_Source data_
// SPDX-FileCopyrightText: 2026 Trustline Contributors
// SPDX-License-Identifier: MIT OR Apache-2.0

//! Paragraph-aware text chunking.
//!
//! Splits the knowledge file on blank lines and packs paragraphs into
//! chunks of roughly `chunk_size` characters. Oversized paragraphs are
//! windowed with `overlap` characters carried between windows so a policy
//! sentence never loses its lead-in. All indexing is by `char`, not byte;
//! the knowledge base is largely Arabic.

/// Splits `text` into retrieval chunks.
///
/// `overlap` must be smaller than `chunk_size` (enforced by config
/// validation); violating it here degrades to zero overlap.
pub fn chunk_text(text: &str, chunk_size: usize, overlap: usize) -> Vec<String> {
    let chunk_size = chunk_size.max(1);
    let overlap = if overlap >= chunk_size { 0 } else { overlap };

    let mut chunks = Vec::new();
    let mut current = String::new();

    for paragraph in text.split("\n\n").map(str::trim).filter(|p| !p.is_empty()) {
        let para_len = paragraph.chars().count();

        if para_len > chunk_size {
            flush(&mut chunks, &mut current);
            window_paragraph(&mut chunks, paragraph, chunk_size, overlap);
            continue;
        }

        if current.chars().count() + para_len > chunk_size {
            flush(&mut chunks, &mut current);
        }
        if !current.is_empty() {
            current.push_str("\n\n");
        }
        current.push_str(paragraph);
    }

    flush(&mut chunks, &mut current);
    chunks
}

fn flush(chunks: &mut Vec<String>, current: &mut String) {
    if !current.trim().is_empty() {
        chunks.push(std::mem::take(current).trim().to_string());
    }
}

fn window_paragraph(chunks: &mut Vec<String>, paragraph: &str, chunk_size: usize, overlap: usize) {
    let chars: Vec<char> = paragraph.chars().collect();
    let step = chunk_size - overlap;
    let mut start = 0;
    while start < chars.len() {
        let end = (start + chunk_size).min(chars.len());
        let window: String = chars[start..end].iter().collect();
        let trimmed = window.trim();
        if !trimmed.is_empty() {
            chunks.push(trimmed.to_string());
        }
        if end == chars.len() {
            break;
        }
        start += step;
    }
}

_What this task involves_
Copy out each record above exactly, leaving nothing out.

_Exercise output_
// SPDX-FileCopyrightText: 2026 Trustline Contributors
// SPDX-License-Identifier: MIT OR Apache-2.0

//! Paragraph-aware text chunking.
//!
//! Splits the knowledge file on blank lines and packs paragraphs into
//! chunks of roughly `chunk_size` characters. Oversized paragraphs are
//! windowed with `overlap` characters carried between windows so a policy
//! sentence never loses its lead-in. All indexing is by `char`, not byte;
//! the knowledge base is largely Arabic.

/// Splits `text` into retrieval chunks.
///
/// `overlap` must be smaller than `chunk_size` (enforced by config
/// validation); violating it here degrades to zero overlap.
pub fn chunk_text(text: &str, chunk_size: usize, overlap: usize) -> Vec<String> {
    let chunk_size = chunk_size.max(1);
    let overlap = if overlap >= chunk_size { 0 } else { overlap };

    let mut chunks = Vec::new();
    let mut current = String::new();

    for paragraph in text.split("\n\n").map(str::trim).filter(|p| !p.is_empty()) {
        let para_len = paragraph.chars().count();

        if para_len > chunk_size {
            flush(&mut chunks, &mut current);
            window_paragraph(&mut chunks, paragraph, chunk_size, overlap);
            continue;
        }

        if current.chars().count() + para_len > chunk_size {
            flush(&mut chunks, &mut current);
        }
        if !current.is_empty() {
            current.push_str("\n\n");
        }
        current.push_str(paragraph);
    }

    flush(&mut chunks, &mut current);
    chunks
}

fn flush(chunks: &mut Vec<String>, current: &mut String) {
    if !current.trim().is_empty() {
        chunks.push(std::mem::take(current).trim().to_string());
    }
}

fn window_paragraph(chunks: &mut Vec<String>, paragraph: &str, chunk_size: usize, overlap: usize) {
    let chars: Vec<char> = paragraph.chars().collect();
    let step = chunk_size - overlap;
    let mut start = 0;
    while start < chars.len() {
        let end = (start + chunk_size).min(chars.len());
        let window: String = chars[start..end].iter().collect();
        let trimmed = window.trim();
        if !trimmed.is_empty() {
            chunks.push(trimmed.to_string());
        }
        if end == chars.len() {
            break;
        }
        start += step;
    }
}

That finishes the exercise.